Prof. Banerjee’s current research project—A Counter History of Computing in India—tracks the historical and contemporary lives of computing technologies in India. Contemporary scholarly and popular narratives about computing and IT in the region suggest that even as India supplies cheap technological labor to the rest of the world, the country lags in basic computing education, research and development. The more generous of these accounts suggest that India is beginning to ‘catch up’ with the developed world. This perception fuels two further false assumptions. First, that Indian technology workers are low-skilled and not innovative. Second, that for decades India has been stealing rather than developing intellectual property. A Counter History of Computing in India challenges these representations. It explores a long-ignored postcolonial history of indigenous computing in India from the 1950s to the present, tracing the shifting relationship between the Indian state, computing technologies and local and global capital markets over this period. In presenting this account, Banerjee pushes social science research into taking account of global histories of computing, which have so far have predominantly focused on Europe and the United States.
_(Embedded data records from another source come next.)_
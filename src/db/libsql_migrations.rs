//! libSQL schema. Idempotent; executed on every startup.

pub const SCHEMA: &str = r#"
CREATE TABLE IF NOT EXISTS site_trust (
    origin TEXT PRIMARY KEY,
    account_address TEXT NOT NULL,
    connected_at TEXT NOT NULL,
    last_used_at TEXT NOT NULL
);

CREATE INDEX IF NOT EXISTS idx_site_trust_connected ON site_trust(connected_at);

CREATE TABLE IF NOT EXISTS pending_requests (
    kind TEXT PRIMARY KEY,
    request_id TEXT NOT NULL UNIQUE,
    origin TEXT NOT NULL,
    requester_tab_id INTEGER NOT NULL,
    payload TEXT NOT NULL,
    opened_at TEXT NOT NULL,
    outcome TEXT,
    resolved_at TEXT
);

CREATE TABLE IF NOT EXISTS approval_windows (
    kind TEXT PRIMARY KEY,
    window_id TEXT NOT NULL UNIQUE,
    request_id TEXT NOT NULL,
    opened_for_tab_id INTEGER NOT NULL,
    opened_at TEXT NOT NULL
);
"#;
Professor Banerjee’s research has been funded by the Levitan Prize for the Humanities, the Mellon Foundation, The Humanities Initiative at NYU, the National Science Foundation, the Wenner-Gren Foundation, and the Social Science Research Council. He has also earned the New York Advanced Certificate in Culture and Media, and his film The Beloved Witness on the Kashmiri poet Agha Shahid Ali was nominated for the Best Short Documentary at the New York Indo-American Film Festival.